(Task material begins)

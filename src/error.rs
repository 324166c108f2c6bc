//! Error types surfaced by the public API.

/// Errors returned by the fallible operations on [`crate::SuffixTree`].
///
/// All errors surface synchronously; there is no partial-failure state. A
/// failed `add` never mutates the tree.
#[derive(Debug, thiserror::Error)]
#[non_exhaustive]
pub enum Error {
    /// `add` was called with a sequence id that is already present.
    #[error("sequence id is already present in the tree")]
    DuplicateId,
    /// `find_id` (or another id-scoped query) named an id that was never added.
    #[error("sequence id was never added to the tree")]
    UnknownId,
    /// `add` was called with a zero-length sequence.
    #[error("cannot add an empty sequence")]
    EmptySequence,
}
//! [`SuffixTree`]: the public façade over the node arena, the stored
//! sequences, builder dispatch, and the analytical queries built on top of
//! construction.

use std::collections::HashMap;
use std::hash::Hash;

use bit_vec::BitVec;

use crate::builder::{self, Builder};
use crate::error::Error;
use crate::lca::Lca;
use crate::node::{Node, NodeId, NodeKind, ROOT};
use crate::path::{Path, Sequence};
use crate::symbol::{Elem, SequenceId, Symbol};

/// A generalized suffix tree over zero or more sequences of `T`, each
/// identified by a client-chosen `Id`.
///
/// Construction strategy is chosen once, at [`SuffixTree::new`] /
/// [`SuffixTree::from_mapping`], and applies to every subsequent [`add`](
/// SuffixTree::add). Sequence data is borrowed, never copied.
pub struct SuffixTree<'a, Id, T> {
    builder: Builder,
    pub(crate) nodes: Vec<Node<T>>,
    pub(crate) sequences: Vec<Sequence<'a, T>>,
    id_to_seq: HashMap<Id, SequenceId>,
    seq_to_id: Vec<Id>,
    /// Every leaf, keyed by the `(sequence_id, suffix_start)` it represents —
    /// lets [`SuffixTree::longest_common_extension`] locate the two leaves an
    /// LCA query needs without a tree-wide scan.
    leaf_index: HashMap<(SequenceId, usize), NodeId>,
    analysis: Option<Analysis>,
    /// Euler-tour/RMQ preprocessing for LCA queries, built lazily and
    /// invalidated by every `add`.
    lca: Option<Lca>,
}

/// Cached per-node results of the single bottom-up analysis pass
/// (`compute_C`, plus left-diversity for `maximal_repeats`).
/// Invalidated on every `add`.
struct Analysis {
    /// `C(v)`: the set of distinct sequence ids reachable below `v`, one
    /// bitset per arena slot (empty/unused for leaves).
    reachable: Vec<BitVec>,
    /// Whether `v`'s leaves disagree on the symbol immediately preceding
    /// their suffix (or some have none) — the Ukkonen–Wang left-diversity
    /// test `maximal_repeats` relies on.
    left_diverse: Vec<bool>,
}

(Task material ends)

- The task:
Go through the data and copy every line that includes "built".

- Your response:
//! sequences, builder dispatch, and the analytical queries built on top of
    /// Euler-tour/RMQ preprocessing for LCA queries, built lazily and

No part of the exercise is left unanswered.